----- The records

use std::sync::Arc;

use crate::{
    config::Config, models::question::Catalog, repository::PgStore,
    services::assessment::AssessmentService,
};
use axum::extract::FromRef;
use sqlx::PgPool;

#[derive(Clone)]
pub struct AppState {
    pub pool: PgPool,
    pub config: Config,
    pub catalog: Arc<Catalog>,
    pub store: PgStore,
    pub assessments: AssessmentService<PgStore>,
}

impl AppState {
    /// Builds the state around one pool, one catalog and one random source.
    pub fn new(pool: PgPool, config: Config, catalog: Catalog, rng: rand::rngs::StdRng) -> Self {
        let catalog = Arc::new(catalog);
        let store = PgStore::new(pool.clone());
        let assessments =
            AssessmentService::new(Arc::new(store.clone()), Arc::clone(&catalog), rng);
        Self {
            pool,
            config,
            catalog,
            store,
            assessments,
        }
    }
}

impl FromRef<AppState> for PgPool {
    fn from_ref(state: &AppState) -> Self {
        state.pool.clone()
    }
}

impl FromRef<AppState> for Config {
    fn from_ref(state: &AppState) -> Self {
        state.config.clone()
    }
}

impl FromRef<AppState> for PgStore {
    fn from_ref(state: &AppState) -> Self {
        state.store.clone()
    }
}

impl FromRef<AppState> for Arc<Catalog> {
    fn from_ref(state: &AppState) -> Self {
        Arc::clone(&state.catalog)
    }
}

impl FromRef<AppState> for AssessmentService<PgStore> {
    fn from_ref(state: &AppState) -> Self {
        state.assessments.clone()
    }
}
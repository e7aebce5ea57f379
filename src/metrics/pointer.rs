// src/metrics/pointer.rs

//! Pointer dynamics: click precision, path efficiency, overshoot and velocity.

use std::collections::HashMap;

use crate::{
    metrics::{MetricResult, stats},
    models::interaction::{InteractionData, PointerMovement},
};

/// Steps shorter than this are sensor jitter.
const MIN_SEGMENT_DISTANCE: f64 = 1.0;
/// Below this direct distance a path is too short to judge.
const MIN_DIRECT_DISTANCE: f64 = 10.0;
/// Velocities at or above this (units/s) are treated as sensor noise.
const MAX_VELOCITY: f64 = 10_000.0;
const MIN_OVERSHOOT_MOVEMENTS: usize = 5;
const OVERSHOOT_TOLERANCE: f64 = 1.1;
const OVERSHOOT_SCALE: f64 = 50.0;

/// 1 minus the mean normalized click-to-target distance.
pub fn click_precision(data: &InteractionData) -> MetricResult {
    let clicks = &data.interactions;
    if clicks.is_empty() {
        return MetricResult::insufficient(0);
    }

    let total: f64 = clicks
        .iter()
        .map(|c| {
            let dist = stats::distance(c.click_x, c.click_y, c.target_x, c.target_y);
            // Half the diagonal implied by the target coordinates.
            let max_distance = ((c.target_x.powi(2) + c.target_y.powi(2)).sqrt() / 2.0).max(1.0);
            (dist / max_distance).min(1.0)
        })
        .sum();

    let precision = 1.0 - total / clicks.len() as f64;
    MetricResult::calculated(precision, clicks.len())
}

/// Movements grouped by target id, each group sorted by time.
fn movements_by_target(movements: &[PointerMovement]) -> HashMap<&str, Vec<&PointerMovement>> {
    let mut grouped: HashMap<&str, Vec<&PointerMovement>> = HashMap::new();
    for m in movements.iter().filter(|m| !m.target_id.is_empty()) {
        grouped.entry(m.target_id.as_str()).or_default().push(m);
    }
    for group in grouped.values_mut() {
        group.sort_by(|a, b| a.timestamp.total_cmp(&b.timestamp));
    }
    grouped
}

/// Ratio of straight-line to travelled distance on the way to each clicked target.
pub fn path_efficiency(data: &InteractionData) -> MetricResult {
    if data.movements.is_empty() {
        return MetricResult::insufficient(0);
    }

    let grouped = movements_by_target(&data.movements);
    let mut efficiencies = Vec::new();

    for click in &data.interactions {
        let Some(path) = grouped.get(click.target_id.as_str()) else {
            continue;
        };
        if path.len() < 2 {
            continue;
        }

        let first = path[0];
        let direct = stats::distance(first.x, first.y, click.click_x, click.click_y);
        if direct < MIN_DIRECT_DISTANCE {
            continue;
        }

        let mut actual = 0.0;
        let (mut last_x, mut last_y) = (first.x, first.y);
        for m in &path[1..] {
            let segment = stats::distance(last_x, last_y, m.x, m.y);
            // Sub-pixel steps keep the previous anchor so they cannot add up unnoticed.
            if segment > MIN_SEGMENT_DISTANCE {
                actual += segment;
                last_x = m.x;
                last_y = m.y;
            }
        }

        let final_segment = stats::distance(last_x, last_y, click.click_x, click.click_y);
        if final_segment > MIN_SEGMENT_DISTANCE {
            actual += final_segment;
        }

        if actual > 0.0 {
            efficiencies.push((direct / actual).min(1.0));
        }
    }

    match stats::mean(&efficiencies) {
        Some(avg) => MetricResult::calculated(avg, efficiencies.len()),
        None => MetricResult::insufficient(0),
    }
}

/// How far the pointer drifted back out after its closest approach to a target.
pub fn overshoot_rate(data: &InteractionData) -> MetricResult {
    if data.movements.is_empty() || data.interactions.is_empty() {
        return MetricResult::insufficient(0);
    }

    let grouped = movements_by_target(&data.movements);
    let mut scores = Vec::new();

    for click in &data.interactions {
        let Some(path) = grouped.get(click.target_id.as_str()) else {
            continue;
        };
        if path.len() < MIN_OVERSHOOT_MOVEMENTS {
            continue;
        }

        let distances: Vec<f64> = path
            .iter()
            .map(|m| stats::distance(m.x, m.y, click.target_x, click.target_y))
            .collect();

        let (min_idx, min_distance) = distances
            .iter()
            .copied()
            .enumerate()
            .fold((0, f64::INFINITY), |best, (i, d)| if d < best.1 { (i, d) } else { best });

        let mut score = 0.0;
        if min_idx > 0 && min_idx < distances.len() - 1 {
            let final_distance = distances[distances.len() - 1];
            if final_distance > min_distance * OVERSHOOT_TOLERANCE {
                score = ((final_distance - min_distance) / OVERSHOOT_SCALE).min(1.0);
            }
        }
        scores.push(score);
    }

    match stats::mean(&scores) {
        Some(avg) => MetricResult::calculated(avg, scores.len()),
        None => MetricResult::insufficient(0),
    }
}

/// Per-step velocities (units per second) in time order, noise removed.
fn velocities(movements: &[PointerMovement]) -> Vec<f64> {
    let mut sorted: Vec<&PointerMovement> = movements.iter().collect();
    sorted.sort_by(|a, b| a.timestamp.total_cmp(&b.timestamp));

    sorted
        .windows(2)
        .filter_map(|pair| {
            let dt = (pair[1].timestamp - pair[0].timestamp) / 1000.0;
            if dt <= 0.0 {
                return None;
            }
            let dist = stats::distance(pair[0].x, pair[0].y, pair[1].x, pair[1].y);
            if dist < MIN_SEGMENT_DISTANCE {
                return None;
            }
            let velocity = dist / dt;
            (velocity > 0.0 && velocity < MAX_VELOCITY).then_some(velocity)
        })
        .collect()
}

pub fn average_velocity(data: &InteractionData) -> MetricResult {
    if data.movements.len() < 2 {
        return MetricResult::insufficient(0);
    }

    let samples = velocities(&data.movements);
    if samples.is_empty() {
        return MetricResult::insufficient(0);
    }

    if samples.len() > 10 {
        let trim = (samples.len() as f64 * 0.05).floor() as usize;
        let kept = samples.len() - 2 * trim;
        return match stats::trimmed_mean(&samples, 0.05) {
            Some(avg) => MetricResult::calculated(avg, kept),
            None => MetricResult::insufficient(samples.len()),
        };
    }

    match stats::mean(&samples) {
        Some(avg) => MetricResult::calculated(avg, samples.len()),
        None => MetricResult::insufficient(0),
    }
}

/// Coefficient of variation of pointer velocity.
pub fn velocity_variability(data: &InteractionData) -> MetricResult {
    if data.movements.len() < 3 {
        return MetricResult::insufficient(0);
    }

    let mut samples = velocities(&data.movements);
    if samples.len() < 3 {
        return MetricResult::insufficient(samples.len());
    }

    if samples.len() > 10 {
        let filtered = stats::iqr_filter(&samples);
        if filtered.len() > samples.len() / 2 {
            samples = filtered;
        }
    }

    match stats::coefficient_of_variation(&samples) {
        Some(cv) => MetricResult::calculated(cv, samples.len()),
        None => MetricResult::insufficient(samples.len()),
    }
}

----------

◆ Work required: Please output exactly the lines between the one holding "const OVERSHOOT_TOLERANCE: f64 = 1.1;" and the one holding "let clicks = &data.interactions;" in the records above, inclusive, and nothing more.

◆ Result of this task:
const OVERSHOOT_TOLERANCE: f64 = 1.1;
const OVERSHOOT_SCALE: f64 = 50.0;

/// 1 minus the mean normalized click-to-target distance.
pub fn click_precision(data: &InteractionData) -> MetricResult {
    let clicks = &data.interactions;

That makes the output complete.